Stored data entries:
────────────────────
//! Code generation building blocks.
//!
//! This module provides the core primitives for generating code:
//! - [`CodeBuilder`] - Fluent API for building indented code
//! - [`CodeFragment`] - Intermediate representation for code pieces
//! - [`Renderable`] - Trait for types that can be converted to code fragments
//! - [`Indent`] - Indentation configuration
//!
//! # Type References
//!
//! - [`TypeRef`] - Language-agnostic type references
//! - [`TypeMapper`] - Trait for language-specific type rendering

mod code_builder;
mod indent;
mod renderable;
mod types;

pub use code_builder::CodeBuilder;
pub use indent::Indent;
pub use renderable::{CodeFragment, Renderable};
pub use types::{PrimitiveType, TypeMapper, TypeRef};
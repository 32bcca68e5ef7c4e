//! SQLite type affinity table shared by the embedded drivers.

use sqlts_codegen::TypeRef;

/// Declared types become lowercase with whitespace removed, so
/// `UNSIGNED BIG INT` and `unsignedbigint` are the same key.
pub(super) fn normalize(ty: &str) -> String {
    let unqualified = ty.rsplit('.').next().unwrap_or(ty);
    unqualified
        .chars()
        .filter(|c| !c.is_whitespace())
        .flat_map(char::to_lowercase)
        .collect()
}

/// Map a normalized SQLite type; `integer` is the type of integer columns.
pub(super) fn lookup(normalized: &str, integer: TypeRef) -> Option<TypeRef> {
    let ty = match normalized {
        "int" | "integer" | "tinyint" | "smallint" | "mediumint" | "bigint" | "unsignedbigint"
        | "int2" | "int8" => integer,
        "blob" => TypeRef::named("Buffer"),
        "real" | "double" | "doubleprecision" | "float" => TypeRef::number(),
        "boolean" | "bool" => TypeRef::boolean(),
        "date" | "datetime" | "timestamp" => TypeRef::named("Date"),
        _ => return None,
    };
    Some(ty)
}

#[cfg(test)]
mod tests {
    use super::*;

    #[test]
    fn test_normalize_drops_whitespace() {
        assert_eq!(normalize("DOUBLE PRECISION"), "doubleprecision");
        assert_eq!(normalize("main.UNSIGNED BIG INT"), "unsignedbigint");
    }

    #[test]
    fn test_lookup() {
        assert_eq!(lookup("integer", TypeRef::number()), Some(TypeRef::number()));
        assert_eq!(lookup("int8", TypeRef::bigint()), Some(TypeRef::bigint()));
        assert_eq!(lookup("real", TypeRef::bigint()), Some(TypeRef::number()));
        assert_eq!(lookup("blob", TypeRef::number()), Some(TypeRef::named("Buffer")));
        assert_eq!(lookup("text", TypeRef::number()), None);
    }
}
//! Type table shared by the two PostgreSQL drivers.

use sqlts_codegen::TypeRef;

/// Known PostgreSQL types delivered as text by both client libraries.
const STRING_TYPES: &[&str] = &[
    "aclitem",
    "bigserial",
    "bit",
    "box",
    "bpchar",
    "cid",
    "cidr",
    "inet",
    "int8",
    "line",
    "lseg",
    "macaddr",
    "macaddr8",
    "money",
    "numeric",
    "path",
    "pg_node_tree",
    "pg_snapshot",
    "polygon",
    "regproc",
    "regrole",
    "serial8",
    "text",
    "tid",
    "tsquery",
    "tsvector",
    "txid_snapshot",
    "uuid",
    "varbit",
    "varchar",
    "xid",
    "xml",
];

/// Types both PostgreSQL drivers parse the same way.
pub(super) fn lookup_common(normalized: &str) -> Option<TypeRef> {
    let ty = match normalized {
        "bool" => TypeRef::boolean(),
        "bytea" => TypeRef::named("Buffer"),
        "date" | "timestamp" | "timestamptz" => TypeRef::named("Date"),
        "float4" | "float8" | "int2" | "int4" | "oid" | "serial" | "serial2" | "serial4"
        | "smallserial" => TypeRef::number(),
        "json" | "jsonb" => TypeRef::any(),
        name if STRING_TYPES.contains(&name) => TypeRef::string(),
        _ => return None,
    };
    Some(ty)
}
────────────────────
## TASK DESCRIPTION
The entries above should be set down again exactly as they appear.

## RESULT FOR THIS EXERCISE
//! Code generation building blocks.
//!
//! This module provides the core primitives for generating code:
//! - [`CodeBuilder`] - Fluent API for building indented code
//! - [`CodeFragment`] - Intermediate representation for code pieces
//! - [`Renderable`] - Trait for types that can be converted to code fragments
//! - [`Indent`] - Indentation configuration
//!
//! # Type References
//!
//! - [`TypeRef`] - Language-agnostic type references
//! - [`TypeMapper`] - Trait for language-specific type rendering

mod code_builder;
mod indent;
mod renderable;
mod types;

pub use code_builder::CodeBuilder;
pub use indent::Indent;
pub use renderable::{CodeFragment, Renderable};
pub use types::{PrimitiveType, TypeMapper, TypeRef};
repository 32bcca68e5ef7c4e
//! SQLite type affinity table shared by the embedded drivers.

use sqlts_codegen::TypeRef;

/// Declared types become lowercase with whitespace removed, so
/// `UNSIGNED BIG INT` and `unsignedbigint` are the same key.
pub(super) fn normalize(ty: &str) -> String {
    let unqualified = ty.rsplit('.').next().unwrap_or(ty);
    unqualified
        .chars()
        .filter(|c| !c.is_whitespace())
        .flat_map(char::to_lowercase)
        .collect()
}

/// Map a normalized SQLite type; `integer` is the type of integer columns.
pub(super) fn lookup(normalized: &str, integer: TypeRef) -> Option<TypeRef> {
    let ty = match normalized {
        "int" | "integer" | "tinyint" | "smallint" | "mediumint" | "bigint" | "unsignedbigint"
        | "int2" | "int8" => integer,
        "blob" => TypeRef::named("Buffer"),
        "real" | "double" | "doubleprecision" | "float" => TypeRef::number(),
        "boolean" | "bool" => TypeRef::boolean(),
        "date" | "datetime" | "timestamp" => TypeRef::named("Date"),
        _ => return None,
    };
    Some(ty)
}

#[cfg(test)]
mod tests {
    use super::*;

    #[test]
    fn test_normalize_drops_whitespace() {
        assert_eq!(normalize("DOUBLE PRECISION"), "doubleprecision");
        assert_eq!(normalize("main.UNSIGNED BIG INT"), "unsignedbigint");
    }

    #[test]
    fn test_lookup() {
        assert_eq!(lookup("integer", TypeRef::number()), Some(TypeRef::number()));
        assert_eq!(lookup("int8", TypeRef::bigint()), Some(TypeRef::bigint()));
        assert_eq!(lookup("real", TypeRef::bigint()), Some(TypeRef::number()));
        assert_eq!(lookup("blob", TypeRef::number()), Some(TypeRef::named("Buffer")));
        assert_eq!(lookup("text", TypeRef::number()), None);
    }
}
//! Type table shared by the two PostgreSQL drivers.

use sqlts_codegen::TypeRef;

/// Known PostgreSQL types delivered as text by both client libraries.
const STRING_TYPES: &[&str] = &[
    "aclitem",
    "bigserial",
    "bit",
    "box",
    "bpchar",
    "cid",
    "cidr",
    "inet",
    "int8",
    "line",
    "lseg",
    "macaddr",
    "macaddr8",
    "money",
    "numeric",
    "path",
    "pg_node_tree",
    "pg_snapshot",
    "polygon",
    "regproc",
    "regrole",
    "serial8",
    "text",
    "tid",
    "tsquery",
    "tsvector",
    "txid_snapshot",
    "uuid",
    "varbit",
    "varchar",
    "xid",
    "xml",
];

/// Types both PostgreSQL drivers parse the same way.
pub(super) fn lookup_common(normalized: &str) -> Option<TypeRef> {
    let ty = match normalized {
        "bool" => TypeRef::boolean(),
        "bytea" => TypeRef::named("Buffer"),
        "date" | "timestamp" | "timestamptz" => TypeRef::named("Date"),
        "float4" | "float8" | "int2" | "int4" | "oid" | "serial" | "serial2" | "serial4"
        | "smallserial" => TypeRef::number(),
        "json" | "jsonb" => TypeRef::any(),
        name if STRING_TYPES.contains(&name) => TypeRef::string(),
        _ => return None,
    };
    Some(ty)
}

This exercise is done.